Moral Sense
By Anna Wierzbicka
The concept of ‘moral sense’ plays an important role in books on philosophy, psychology and popular science written by authors who write in English and who take the English language for granted. For example, in his recent book The God Delusion Richard Dawkins states that “we have a moral sense which is built into our brains, like our sexual instinct or our fear of heights”. Yet there is no expression like moral sense in other languages, not even European ones like Spanish or German, let alone non-European ones, like Chinese. Nor was there any moral sense in English before the phrase was invented by so-called “British moralists” – Shaftesbury, Hutcheson, and Hume. This paper traces the origins of the modern Anglo/English concept of ‘moral sense’ in the influence of Locke’s empiricist philosophy on the eighteenth-century ‘British moralists’, and through them, on the language of British natural scientists, and especially Darwin.
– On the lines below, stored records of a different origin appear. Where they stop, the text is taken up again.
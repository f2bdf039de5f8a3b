//! Hardware configuration types
//!
//! These types define the hardware-level configuration for pins,
//! stepper axes, and the step targets used by the cook cycle.

use super::ConfigError;
use crate::motion::{AxisId, DispenserPosition};

/// Step pulse rate ceiling shared by all axes (steps/second)
pub const MAX_STEP_RATE: u32 = 800;

/// Conveyor step pulse rate (steps/second)
pub const CONVEYOR_STEP_RATE: u32 = 800;

/// Dispenser step pulse rate (steps/second)
pub const DISPENSER_SPEED: u32 = 800;

/// Dispenser acceleration (steps/second²)
pub const DISPENSER_ACCEL: u32 = 400;

/// Acceleration for axes without a dedicated value (steps/second²)
pub const DEFAULT_ACCEL: u32 = 400;

/// Highest step rate an axis may be configured with (steps/second)
///
/// Keeps the planner's fixed-point rate squared inside `u64`.
pub const AXIS_SPEED_LIMIT: u32 = 100_000;

/// Highest acceleration an axis may be configured with (steps/second²)
pub const AXIS_ACCEL_LIMIT: u32 = 1_000_000;

/// Pin configuration with optional inversion
#[derive(Debug, Clone, Copy, PartialEq, Eq, Default)]
#[cfg_attr(feature = "defmt", derive(defmt::Format))]
pub struct PinConfig {
    /// GPIO pin number
    pub pin: u8,
    /// Pin is active-low (inverted)
    pub inverted: bool,
    /// Enable internal pull-up
    pub pull_up: bool,
}

impl PinConfig {
    /// Create a new pin config
    pub const fn new(pin: u8) -> Self {
        Self {
            pin,
            inverted: false,
            pull_up: false,
        }
    }

    /// Create an inverted (active-low) pin
    pub const fn inverted(pin: u8) -> Self {
        Self {
            pin,
            inverted: true,
            pull_up: false,
        }
    }

    /// Create an active-low input with pull-up enabled (button to ground)
    pub const fn button(pin: u8) -> Self {
        Self {
            pin,
            inverted: true,
            pull_up: true,
        }
    }
}

/// Step/direction/enable pins of one stepper driver
#[derive(Debug, Clone, Copy, PartialEq, Eq, Default)]
#[cfg_attr(feature = "defmt", derive(defmt::Format))]
pub struct StepperPins {
    /// Step pulse pin
    pub step: PinConfig,
    /// Direction pin
    pub dir: PinConfig,
    /// Enable pin (active-low on A4988/DRV8825 style drivers)
    pub enable: PinConfig,
}

impl StepperPins {
    /// Create a pin set with an active-low enable line
    pub const fn new(step: u8, dir: u8, enable: u8) -> Self {
        Self {
            step: PinConfig::new(step),
            dir: PinConfig::new(dir),
            enable: PinConfig::inverted(enable),
        }
    }
}

/// Complete pin assignment
///
/// The defaults reproduce the original wiring of the machine. Pin numbers
/// are configuration only; the cook cycle never looks at them.
#[derive(Debug, Clone, Copy, PartialEq, Eq)]
#[cfg_attr(feature = "defmt", derive(defmt::Format))]
pub struct PinMap {
    /// Confirm push button
    pub confirm: PinConfig,
    /// Cancel push button
    pub cancel: PinConfig,
    /// Status LED strip data line
    pub led: PinConfig,
    /// Solid-state relay feeding the griddle
    pub griddle: PinConfig,
    /// Conveyor stepper driver
    pub conveyor: StepperPins,
    /// Dispenser stepper driver
    pub dispenser: StepperPins,
    /// Cooling stepper driver
    pub cooling: StepperPins,
    /// LCD backpack I2C data
    pub lcd_sda: PinConfig,
    /// LCD backpack I2C clock
    pub lcd_scl: PinConfig,
}

impl Default for PinMap {
    fn default() -> Self {
        Self::new()
    }
}

impl PinMap {
    /// Original wiring
    pub const fn new() -> Self {
        Self {
            confirm: PinConfig::button(7),
            cancel: PinConfig::button(2),
            led: PinConfig::new(6),
            griddle: PinConfig::new(8),
            conveyor: StepperPins::new(22, 26, 24),
            dispenser: StepperPins::new(35, 37, 33),
            cooling: StepperPins::new(25, 23, 27),
            lcd_sda: PinConfig::new(20),
            lcd_scl: PinConfig::new(21),
        }
    }

    /// Get the stepper pins for an axis
    pub fn stepper(&self, axis: AxisId) -> &StepperPins {
        match axis {
            AxisId::Conveyor => &self.conveyor,
            AxisId::Dispenser => &self.dispenser,
            AxisId::Cooling => &self.cooling,
        }
    }

    /// All assigned pins in a fixed order
    pub fn all(&self) -> [PinConfig; 15] {
        [
            self.confirm,
            self.cancel,
            self.led,
            self.griddle,
            self.conveyor.step,
            self.conveyor.dir,
            self.conveyor.enable,
            self.dispenser.step,
            self.dispenser.dir,
            self.dispenser.enable,
            self.cooling.step,
            self.cooling.dir,
            self.cooling.enable,
            self.lcd_sda,
            self.lcd_scl,
        ]
    }

    /// Reject maps that drive one pin from two signals
    pub fn validate(&self) -> Result<(), ConfigError> {
        let pins = self.all();
        for (i, a) in pins.iter().enumerate() {
            if pins[i + 1..].iter().any(|b| b.pin == a.pin) {
                return Err(ConfigError::PinConflict(a.pin));
            }
        }
        Ok(())
    }
}

/// Stepper axis motion limits
#[derive(Debug, Clone, Copy, PartialEq, Eq)]
#[cfg_attr(feature = "defmt", derive(defmt::Format))]
pub struct AxisConfig {
    /// Maximum step rate (steps/second)
    pub max_speed_sps: u32,
    /// Acceleration (steps/second²)
    pub accel_sps2: u32,
    /// Swap the meaning of the direction pin levels
    pub invert_direction: bool,
}

impl AxisConfig {
    /// Create an axis config with normal direction polarity
    pub const fn new(max_speed_sps: u32, accel_sps2: u32) -> Self {
        Self {
            max_speed_sps,
            accel_sps2,
            invert_direction: false,
        }
    }
}

/// Step targets for each phase of the cook cycle
///
/// Motors are usually 1.8°/step, 200 steps per revolution.
#[derive(Debug, Clone, Copy, PartialEq, Eq)]
#[cfg_attr(feature = "defmt", derive(defmt::Format))]
pub struct MotionConfig {
    /// Absolute dispenser position with the valve open
    pub dispenser_open_steps: i32,
    /// Absolute dispenser position with the valve closed
    pub dispenser_closed_steps: i32,
    /// Conveyor travel from the dispenser to the middle of the griddle
    pub cook_zone_steps: i32,
    /// Conveyor travel from the griddle to the output tray
    pub output_steps: i32,
    /// Cooling fan travel per ready period
    pub cooling_steps: i32,
}

impl Default for MotionConfig {
    fn default() -> Self {
        Self::new()
    }
}

impl MotionConfig {
    /// Default step targets
    pub const fn new() -> Self {
        Self {
            dispenser_open_steps: 50, // Quarter turn
            dispenser_closed_steps: 0,
            cook_zone_steps: 1600,
            output_steps: 1600,
            cooling_steps: 1600,
        }
    }

    /// Absolute step target for a dispenser position
    pub fn dispenser_target(&self, position: DispenserPosition) -> i32 {
        match position {
            DispenserPosition::Open => self.dispenser_open_steps,
            DispenserPosition::Closed => self.dispenser_closed_steps,
        }
    }
}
Thus, the paper argues that when contemporary scientists of the English language like Dawkins, Hauser, and others write about the ‘moral sense’ and present it as a panhuman characteristic evolved through biological evolution, they are looking at “human nature” and “human morality” through the prism of the English language. Seeing the phrase moral sense, and the discourse based on it, in a cross-linguistic and historical perspective can help us to stretch our imagination as to different possible conceptions of “morality” and to go beyond the culture-bound vision of what Dawkins calls “moral sense” and Hauser, a “universal sense of right and wrong”.